I'd tell someone who spoke to me like that to get to fuck.

Why aren't you doing the same?

Rezie · 12/07/2019 14:38

Run. It's a reasent thing. No need to even analyse.

EileenAlanna · 12/07/2019 14:40

Since he lives in the same building I'd text him along the lines of it's been really nice but you've decided that you're not ready for relationships just now, hope he has a happy life blah blah blah.
If he makes a point of approaching you in the building - which is very likely - give him a bright smile & say you have to run as you're just on your way in/out to meet your father/big burly brother or whatever.
Keep the texts he's sent you. If he gives you trouble around your home keep a note of them & go to the police & tell them you are being harassed & stalked.

Saffy101 · 12/07/2019 14:46

Eileen has nailed it.

tomatostottie · 12/07/2019 14:47

Run.
Complete and utter weirdo.

cakewench · 12/07/2019 14:56

Another vote to run just in case you need more of them! He's already diminishing your opinions and calling you egotistical for having them. That and the follow-up of 'expecting a response' is very telling. Usually people are on their best behaviour when trying to get to know someone/ date them. If this is his best, you're going to want to be far away from his worst.

Glad you've taken the advice in the thread. :)

Tallgreenbottle · 12/07/2019 14:57

"I've met someone now, please delete my number, thank you" Block and delete

ZeldaOfHyrule · 12/07/2019 15:02

I have been on the same boat as you, and one of the positives of being in a controlling/abusive relationship is you recognize the first signs in future. You are NOT being oversensitive and I would ditch the guy. Good on you for noticing this early on. Take care of yourself x

WhatTheWatersShowedMe · 12/07/2019 15:04

He's negging you. It's not a good sign. Tell him "I don't want you to contact me again." and block him.

Well done for spotting the red flags. Next time, it might be a good idea to date someone further afield so if he turns out to be an asshat it's less likely you'll run into them.
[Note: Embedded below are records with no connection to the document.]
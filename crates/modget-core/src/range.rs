//! NuGet version range literals.
//!
//! Ranges arrive from two places: user input and the `range` field of a
//! registry dependency entry. The grammar is the NuGet interval notation:
//! a bare token is an exact match, brackets are inclusive bounds, parens
//! exclusive, and an empty side leaves that bound open.

use crate::error::Error;
use crate::version::{self, parse_either};
use semver::Version;

/// A parsed NuGet version range.
///
/// `None` bounds are open; [`VersionRange::materialised_min`] and
/// [`VersionRange::materialised_max`] substitute the defined minimum and
/// maximum versions.
#[derive(Debug, Clone, PartialEq, Eq)]
pub struct VersionRange {
    pub min: Option<Version>,
    pub max: Option<Version>,
    pub min_inclusive: bool,
    pub max_inclusive: bool,
}

impl VersionRange {
    /// The unconstrained range, produced by an empty literal ("any version").
    #[must_use]
    pub fn any() -> Self {
        Self {
            min: None,
            max: None,
            min_inclusive: true,
            max_inclusive: true,
        }
    }

    /// An exact range `[v, v]`.
    #[must_use]
    pub fn exact(version: Version) -> Self {
        Self {
            min: Some(version.clone()),
            max: Some(version),
            min_inclusive: true,
            max_inclusive: true,
        }
    }

    /// Parse a NuGet range literal.
    ///
    /// - `X` or `[X]` — exact.
    /// - `[a,b]`, `[a,b)`, `(a,b]`, `(a,b)` — bounded interval.
    /// - `[a,]`, `(a,)` — unbounded upper; `[,b]`, `[,b)` — unbounded lower.
    /// - empty string — any version.
    pub fn parse(input: &str) -> Result<Self, Error> {
        let input = input.trim();
        if input.is_empty() {
            return Ok(Self::any());
        }

        let open = input.starts_with('[') || input.starts_with('(');
        if !open {
            // Bare token: exact match.
            return Ok(Self::exact(parse_either(input)?));
        }

        let min_inclusive = input.starts_with('[');
        let max_inclusive = input.ends_with(']');
        if !max_inclusive && !input.ends_with(')') {
            return Err(Error::invalid_argument(format!(
                "version range '{input}' is missing a closing bracket"
            )));
        }

        let inner = &input[1..input.len() - 1];
        let parts: Vec<&str> = inner.split(',').collect();
        match parts.as_slice() {
            [single] => {
                // `[X]` is the exact form; an exclusive single bound like
                // `(X)` matches nothing and is rejected.
                if !min_inclusive || !max_inclusive {
                    return Err(Error::invalid_argument(format!(
                        "version range '{input}' excludes its only version"
                    )));
                }
                Ok(Self::exact(parse_either(single)?))
            }
            [lo, hi] => {
                let min = parse_bound(lo)?;
                let max = parse_bound(hi)?;
                Ok(Self {
                    min,
                    max,
                    min_inclusive,
                    max_inclusive,
                })
            }
            _ => Err(Error::invalid_argument(format!(
                "version range '{input}' has too many commas"
            ))),
        }
    }

    /// The lower bound with the defined minimum substituted when open.
    #[must_use]
    pub fn materialised_min(&self) -> Version {
        self.min.clone().unwrap_or_else(version::min_version)
    }

    /// The upper bound with the defined maximum substituted when open.
    #[must_use]
    pub fn materialised_max(&self) -> Version {
        self.max.clone().unwrap_or_else(version::max_version)
    }

    /// Whether a version lies within the range.
    #[must_use]
    pub fn contains(&self, version: &Version) -> bool {
        if let Some(min) = &self.min {
            let ok = if self.min_inclusive {
                version >= min
            } else {
                version > min
            };
            if !ok {
                return false;
            }
        }
        if let Some(max) = &self.max {
            let ok = if self.max_inclusive {
                version <= max
            } else {
                version < max
            };
            if !ok {
                return false;
            }
        }
        true
    }
}

fn parse_bound(token: &str) -> Result<Option<Version>, Error> {
    let token = token.trim();
    if token.is_empty() {
        return Ok(None);
    }
    parse_either(token).map(Some)
}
Grumpelstilskin · 12/07/2019 15:05

Eeek, he lives in the same building! Ordinarily, I would block and totally ignore but as much as it pains me, you might have to consider damage limitations to minimise any drama and fallout so close on your door step. Then again, I would personally just message him that he is dumped because you don't agree with his reasoning there.. But then, I am a smartarse Grin

TeaForTheWin · 12/07/2019 15:07

Nope, ruuuun! He's another 'one of them'. I love the ones that make everything a debate because they show themselves through that early on. Narcissistic. Trust your gut. And your friend could do with educating herself on red flags if she actually thinks turning everything into an argument (especially things YOU know about like your dancing) isn't one.

Idontwanttotalk · 12/07/2019 15:13

Dump him. He is not a nice guy and you aren't ready to date again. You need to have therapy and ensure you don't go from one abusive relationship to another.

You are recoognising the red flags so that is a step in the right direction...but you are then doubting yourself due to your previous experience.

Spend time in therapy and just enjoy the single life for now until you can trust your feelings.